Switching one or more of the following: region, vpc_subnet, instance_type should clear up the issue.

wiza commented 8 years ago

I changed the region (was deploying to eu-west-1 before) so I unsetted and tried to ran with defaults. It has worked before. Should I remove all vpcs, keypairs, etc. These scripts have previously launched instances inside vpc by default?

detiber commented 8 years ago

@wiza it will use the default VPC if configured for accounts that don't have access to ec2 classic.

Have you tried using m3.large instances instead?

export ec2_instance_type=m3.large
wiza commented 8 years ago

@detiber no help on changing instance_type, also no use of specifying existing vpc subnet or changing region.

detiber commented 8 years ago

@wiza it looks like the error message I was looking at was the wrong one.

TASK: [fail msg="Could not find requested ami"]

This appears to tell me that the centos image we are referencing is no longer available.

Could you verify the ami id for the latest CentOS image?

wiza commented 8 years ago

ami-33734044 @ eu-west-1

wiza commented 8 years ago

Log has ami-96a818fe @ us-east-1, which are the defaults in the script. But it's the same error, what ever the variables...

detiber commented 8 years ago

I'll attempt to replicate today.

detiber commented 8 years ago

It looks like the env lookups we were doing to set the defaults for the instance types is the issue. I submitted https://github.com/openshift/openshift-ansible/pull/1003 to address it.

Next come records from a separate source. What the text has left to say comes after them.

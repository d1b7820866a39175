//! Communication bridge between the message core and a presentation layer.
//!
//! This crate defines the value types shared by every other crate (messages,
//! the derived aggregate, configuration) and the protocol used to connect a
//! message surface, such as a popover, to the store that owns the list.
//!
//! The protocol is unidirectional in each direction:
//! - The presentation layer sends commands (append a batch, clear, press an
//!   active title, ask for the current state).
//! - The core pushes events (state changed, reveal requested, active title
//!   pressed).
//!
//! Communication happens over bounded [`tokio::sync::mpsc`] channels wrapped
//! in [`BridgeChannels`]. The core only uses their non-blocking halves, so no
//! async runtime is needed on its side.

pub mod aggregate;
pub mod config;
pub mod message;

use tokio::sync::mpsc::{self, Receiver, Sender};

use crate::aggregate::Aggregate;
use crate::message::Message;

/// Events emitted by the core to inform the presentation layer.
#[derive(Debug, Clone)]
pub enum PresentationEvent {
    /// The message list or its aggregate changed.
    StateChanged {
        aggregate: Aggregate,
        /// Current list, newest first.
        messages: Vec<Message>,
    },
    /// A newly appended batch contained an error and auto-reveal was asked for.
    RevealRequested,
    /// The user pressed the interactive title of a message.
    ActiveTitlePressed(Message),
}

/// Commands issued by the presentation layer (or any other caller) to the core.
#[derive(Debug, Clone)]
pub enum PresentationCommand {
    /// Append a batch of messages.
    Append {
        messages: Vec<Message>,
        clear: bool,
        open_on_error: bool,
    },
    /// Discard every message.
    ClearAll,
    /// The title of the message at this list index was pressed.
    PressActiveTitle(usize),
    /// Ask for a [`PresentationEvent::StateChanged`] with the current state.
    RequestSnapshot,
}

/// Paired `tokio::mpsc` channels between the presentation layer and the core.
pub struct BridgeChannels {
    /// Receiver used by the presentation layer to get events from the core.
    pub presentation_rx: Receiver<PresentationEvent>,
    /// Sender used by the presentation layer to send commands to the core.
    pub presentation_tx: Sender<PresentationCommand>,

    /// Receiver used by the core to get commands.
    pub core_rx: Receiver<PresentationCommand>,
    /// Sender used by the core to send events to the presentation layer.
    pub core_tx: Sender<PresentationEvent>,
}

impl BridgeChannels {
    /// Creates a new pair of bridged channels with the given buffer capacity.
    pub fn new(buffer: usize) -> Self {
        let (to_core_tx, to_core_rx) = mpsc::channel(buffer);
        let (to_presentation_tx, to_presentation_rx) = mpsc::channel(buffer);
        Self {
            presentation_tx: to_core_tx,
            presentation_rx: to_presentation_rx,
            core_rx: to_core_rx,
            core_tx: to_presentation_tx,
        }
    }
}

impl Default for BridgeChannels {
    fn default() -> Self {
        Self::new(64)
    }
}
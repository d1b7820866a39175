use std::path::{Path, PathBuf};

use anyhow::Context;
use msghub_bridge::message::Message;
use msghub_bridge::{BridgeChannels, PresentationCommand, PresentationEvent};
use msghub_convert::{ServiceException, XmlOptions, convert_exception, convert_xml};
use tokio::sync::mpsc::Receiver;

/// Status code reported for JSON payloads read from disk.
const FILE_STATUS_CODE: u16 = 500;

fn main() -> anyhow::Result<()> {
    simple_logger::SimpleLogger::new()
        .with_colors(true)
        .with_threads(true)
        .with_local_timestamps()
        .init()
        .context("failed to build logger instance")?;

    let config = match std::env::var_os("MSGHUB_CONFIG") {
        Some(path) => msghub_core::config::load_config_from(Path::new(&path))?,
        None => msghub_core::config::load_config()?,
    };
    let xml_options = XmlOptions::from(&config.xml);

    let mut channels = BridgeChannels::new(config.channel_capacity.max(1));
    let mut hub = msghub_core::MessageHub::new(channels.core_rx, channels.core_tx);

    for path in std::env::args_os().skip(1).map(PathBuf::from) {
        let messages = read_payload(&path, &xml_options)?;
        log::info!("Converted {} message(s) from {path:?}", messages.len());
        channels
            .presentation_tx
            .try_send(PresentationCommand::Append {
                messages,
                clear: config.append.clear,
                open_on_error: config.append.open_on_error,
            })
            .context("failed to queue append command")?;
        hub.drain();
        print_events(&mut channels.presentation_rx);
    }

    channels
        .presentation_tx
        .try_send(PresentationCommand::RequestSnapshot)
        .context("failed to queue snapshot request")?;
    hub.drain();
    print_events(&mut channels.presentation_rx);

    for message in hub.store().messages() {
        println!(
            "{:<12} {} {}",
            message.kind,
            message.title,
            message.subtitle.as_deref().unwrap_or_default()
        );
        if let Some(description) = &message.description {
            println!("{:<12} {description}", "");
        }
    }

    Ok(())
}

/// Reads a payload file and converts it. Documents starting with `<` are
/// treated as XML errors, anything else as a JSON response body.
fn read_payload(path: &Path, xml_options: &XmlOptions) -> anyhow::Result<Vec<Message>> {
    let contents = std::fs::read_to_string(path)
        .with_context(|| format!("failed to read payload {path:?}"))?;

    if contents.trim_start().starts_with('<') {
        return Ok(convert_xml(&contents, xml_options));
    }

    let name = path
        .file_stem()
        .map(|stem| stem.to_string_lossy().into_owned())
        .unwrap_or_default();
    let exception = ServiceException::new(format!("Request {name} failed"), FILE_STATUS_CODE)
        .with_response_body(contents);
    Ok(convert_exception(&exception))
}

fn print_events(rx: &mut Receiver<PresentationEvent>) {
    while let Ok(event) = rx.try_recv() {
        match event {
            PresentationEvent::RevealRequested => println!("-- message surface revealed"),
            PresentationEvent::ActiveTitlePressed(message) => {
                println!("-- active title pressed: {}", message.title)
            }
            PresentationEvent::StateChanged {
                aggregate,
                messages,
            } => {
                println!(
                    "[{}] {:?} x{} ({} message(s))",
                    aggregate.icon.token(),
                    aggregate.emphasis,
                    aggregate.count,
                    messages.len()
                );
            }
        }
    }
}
//! Presentation command dispatching.
//!
//! The hub owns the session's [`MessageStore`] together with the core ends of
//! the bridge channels, routes incoming commands to the store and pushes the
//! resulting state back to the presentation layer.

use std::cell::RefCell;
use std::rc::Rc;

use msghub_bridge::message::Message;
use msghub_bridge::{PresentationCommand, PresentationEvent};
use tokio::sync::mpsc::{Receiver, Sender, error::TryRecvError};

use crate::notifier::{ChannelNotifier, send_event};
use crate::store::MessageStore;

/// Message store wired to a presentation layer through the bridge.
pub struct MessageHub {
    store: MessageStore<ChannelNotifier>,
    rx: Receiver<PresentationCommand>,
    tx: Sender<PresentationEvent>,
    pressed: Rc<RefCell<Vec<Message>>>,
}

impl MessageHub {
    /// Creates a hub from the core ends of a [`msghub_bridge::BridgeChannels`].
    pub fn new(rx: Receiver<PresentationCommand>, tx: Sender<PresentationEvent>) -> Self {
        let pressed = Rc::new(RefCell::new(Vec::new()));
        let sink = pressed.clone();
        let store = MessageStore::new(ChannelNotifier::new(tx.clone()))
            .with_active_title_handler(move |message| sink.borrow_mut().push(message.clone()));
        Self {
            store,
            rx,
            tx,
            pressed,
        }
    }

    pub fn store(&self) -> &MessageStore<ChannelNotifier> {
        &self.store
    }

    /// Dispatches every queued command without blocking. Returns the number
    /// of commands handled.
    pub fn drain(&mut self) -> usize {
        let mut handled = 0;
        loop {
            match self.rx.try_recv() {
                Ok(command) => {
                    self.dispatch(command);
                    handled += 1;
                }
                Err(TryRecvError::Empty) => break,
                Err(TryRecvError::Disconnected) => {
                    log::debug!("Presentation command channel closed");
                    break;
                }
            }
        }
        handled
    }

    /// Routes a single command to the store.
    pub fn dispatch(&mut self, command: PresentationCommand) {
        log::debug!("Got a presentation command: {command:?}");
        match command {
            PresentationCommand::Append {
                messages,
                clear,
                open_on_error,
            } => {
                self.store.append(messages, clear, open_on_error);
                self.publish_state();
            }
            PresentationCommand::ClearAll => {
                self.store.clear();
                self.publish_state();
            }
            PresentationCommand::PressActiveTitle(index) => {
                if !self.store.press_active_title(index) {
                    log::debug!("Message at {index} has no pressable title");
                }
                let pressed: Vec<Message> = self.pressed.borrow_mut().drain(..).collect();
                for message in pressed {
                    send_event(&self.tx, PresentationEvent::ActiveTitlePressed(message));
                }
            }
            PresentationCommand::RequestSnapshot => self.publish_state(),
        }
    }

    fn publish_state(&self) {
        send_event(
            &self.tx,
            PresentationEvent::StateChanged {
                aggregate: self.store.aggregate(),
                messages: self.store.messages().to_vec(),
            },
        );
    }
}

The big thing was that the env lookup plugin was returning an empty string for a non-existent environment variable which prevented the template from returning the right instance type, and was instead passing the empty string on as the instance type. I updated the use of the default filter to treat the values as booleans for the existence test and my testing shows that it is working as expected with that change.

tbielawa commented 7 years ago

This issue has been inactive for quite some time. Please update and reopen this issue if this is still a priority you would like to see action on.